Analiz teknik ak fondamantal pou komès foreks

There are so many Forex trading strategies out there that it’s not surprising so many people don’t know where to start. But actually, all of those strategies are some combination of two different techniques: fundamental or technical analysis.

A fundamental analyst looks at a nation’s entire financial picture to guide her trades, studying international macroeconomics and the forces that drive the supply of and demand for a currency. There are five of these factors:

• is that country’s government in good financial shape or in the red, and what is their financial policy (pro-business, labor, etc.)

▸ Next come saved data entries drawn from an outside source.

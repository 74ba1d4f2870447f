use std::path::{Path, PathBuf};

use anyhow::{Context, Result};
use clap::ArgMatches;
use log::info;

use debias_correct::{BiasType, CorrectConfig, run};

fn paths(matches: &ArgMatches, id: &str) -> Option<Vec<PathBuf>> {
    matches
        .get_many::<String>(id)
        .map(|values| values.map(PathBuf::from).collect())
}

fn path(matches: &ArgMatches, id: &str) -> Option<PathBuf> {
    matches.get_one::<String>(id).map(PathBuf::from)
}

///
/// Start from the config file, if any, and apply every option given on the
/// command line on top of it.
///
pub fn config_from_matches(matches: &ArgMatches) -> Result<CorrectConfig> {
    let mut config = match matches.get_one::<String>("config") {
        Some(file) => CorrectConfig::from_file(Path::new(file))?,
        None => CorrectConfig::default(),
    };

    if let Some(ctrl) = paths(matches, "ctrl") {
        config.ctrl_tracks = ctrl;
    }
    if let Some(exp) = paths(matches, "exp") {
        config.exp_tracks = exp;
    }
    if let Some(regions) = path(matches, "regions") {
        config.regions = regions;
    }
    if let Some(blacklist) = path(matches, "blacklist") {
        config.blacklist = Some(blacklist);
    }
    if let Some(covariates) = path(matches, "covariates") {
        config.covariate_dir = covariates;
    }
    if let Some(bias) = matches.get_many::<String>("bias") {
        config.bias_types = bias
            .map(|b| b.parse::<BiasType>())
            .collect::<std::result::Result<Vec<_>, _>>()?;
    }
    if let Some(output) = path(matches, "output") {
        config.output_dir = output;
    }
    if let Some(&frag_len) = matches.get_one::<u32>("frag-len") {
        config.frag_len = Some(frag_len);
    }
    if let Some(&workers) = matches.get_one::<usize>("workers") {
        config.workers = workers;
    }
    if let Some(&min_frag_filter) = matches.get_one::<f64>("min-frag-filter") {
        config.min_frag_filter = Some(min_frag_filter);
    }
    if let Some(&seed) = matches.get_one::<u64>("seed") {
        config.seed = Some(seed);
    }
    if matches.get_flag("no-normalize") {
        config.normalize = false;
    }
    if matches.get_flag("generate-normalized") {
        config.generate_normalized = true;
    }

    config.validate()?;
    Ok(config)
}

pub fn run_correct(matches: &ArgMatches) -> Result<()> {
    let config = config_from_matches(matches)?;

    info!(
        "Correcting {} control and {} experimental tracks into {:?}",
        config.ctrl_tracks.len(),
        config.exp_tracks.len(),
        config.output_dir
    );

    let output = run(config).context("Bias correction failed")?;

    for path in output.corrected.iter().chain(&output.normalized) {
        info!("Output: {}", path.display());
    }
    info!("Coefficients: {}", output.report.display());

    Ok(())
}

#[cfg(test)]
mod tests {
    use super::*;

    use crate::correct::cli::create_correct_cli;
    use pretty_assertions::assert_eq;
    use rstest::*;

    fn matches(args: &[&str]) -> ArgMatches {
        create_correct_cli()
            .try_get_matches_from(std::iter::once("correct").chain(args.iter().copied()))
            .unwrap()
    }

    #[rstest]
    fn test_config_from_arguments() {
        let config = config_from_matches(&matches(&[
            "--ctrl",
            "ctrl1.bw",
            "ctrl2.bw",
            "--exp",
            "exp1.bw",
            "--regions",
            "regions.bed",
            "--covariates",
            "hg38_fragLen200",
            "--bias",
            "shear",
            "gquad",
            "--workers",
            "3",
            "--no-normalize",
            "--seed",
            "11",
        ]))
        .unwrap();

        assert_eq!(
            config.ctrl_tracks,
            vec![PathBuf::from("ctrl1.bw"), PathBuf::from("ctrl2.bw")]
        );
        assert_eq!(config.exp_tracks, vec![PathBuf::from("exp1.bw")]);
        assert_eq!(config.bias_types, vec![BiasType::Shear, BiasType::Gquad]);
        assert_eq!(config.workers, 3);
        assert!(!config.normalize);
        assert_eq!(config.seed, Some(11));
        assert_eq!(config.frag_len, None);
    }

    #[rstest]
    fn test_arguments_override_config_file() {
        let dir = tempfile::tempdir().unwrap();
        let file = dir.path().join("debias.yaml");
        std::fs::write(
            &file,
            "ctrl_tracks: [ctrl1.bw]\n\
             regions: regions.bed\n\
             covariate_dir: hg38_fragLen200\n\
             bias_types: [map]\n\
             output_dir: out\n\
             workers: 8\n",
        )
        .unwrap();

        let config = config_from_matches(&matches(&[
            "--config",
            file.to_str().unwrap(),
            "--workers",
            "2",
            "--frag-len",
            "150",
            "--generate-normalized",
        ]))
        .unwrap();

        assert_eq!(config.ctrl_tracks, vec![PathBuf::from("ctrl1.bw")]);
        assert_eq!(config.bias_types, vec![BiasType::Map]);
        assert_eq!(config.workers, 2);
        assert_eq!(config.frag_len, Some(150));
        assert!(config.generate_normalized);
        assert!(config.normalize);
    }

    #[rstest]
    fn test_unknown_bias_type() {
        let result = config_from_matches(&matches(&[
            "--ctrl",
            "ctrl1.bw",
            "--regions",
            "regions.bed",
            "--covariates",
            "hg38_fragLen200",
            "--bias",
            "gc",
        ]));
        assert!(result.is_err());
    }

    #[rstest]
    fn test_missing_required_inputs() {
        assert!(config_from_matches(&matches(&["--bias", "map"])).is_err());
    }
}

• the balance of imports versus exports, which directly affects a nation’s money supply

• the growth of that country’s real gross domestic product (GDP); in other words, that nation’s purchasing power

• interest rate levels

• inflation level; in other words, how high are prices

These last three are all relative, which means they are compared to those same measurements for other countries to determine their strength or weakness, rather than considered as stand-alone numbers.

nan kèk nivo. nan kèk nivo, nan kèk nivo, nan kèk nivo; nan kèk nivo, ak Lè sa a, konpare yo pou detèmine ki pentire yon foto finansye ki pi konvenkan.

The technical analyst, sou lòt men an, looks only at the charts. He looks at the price of a currency pair (or any other commodity, such as oil prices or stocks) and sees how it has varied through time, examining the patterns it has drawn with an eye to predicting what it might do in the future.

Technical analysis is flexible. It works the same way in any market with charts (Forex, aksyon yo, negosyan, etc.). Once you learn how it’s done, you can apply it in other markets and get the same results.

Fundamental analysis, sou lòt men an, is not flexible, because it looks at the economic data for each nation individually. The financial numbers for Great Britain, apre tout, have nothing to do with those for Japan or New Zealand, and the fundamental analyst cannot take her studies to another market. She must study one currency pair and learn its two nations’ economies intimately if she is to be successful with this technique.

That said, fundamental analysis is good for understanding what ought to happen and for predicting the long-range trend of a currency pair. It’s also true that many profitable trades are made immediately after economic announcements, when savvy traders jump into the market while everyone else is still gasping over the numbers.

Nan lòt men an, technical analysis can give you a specific strategy for a trade, including entry and exit points and where to place your stops. It requires less time to learn than fundamental analysis, and works well for shorter trends and individual trades.

The most successful traders use a combination of these two techniques, combining chart analysis with the timing provided by economic announcements to get the best of both worlds.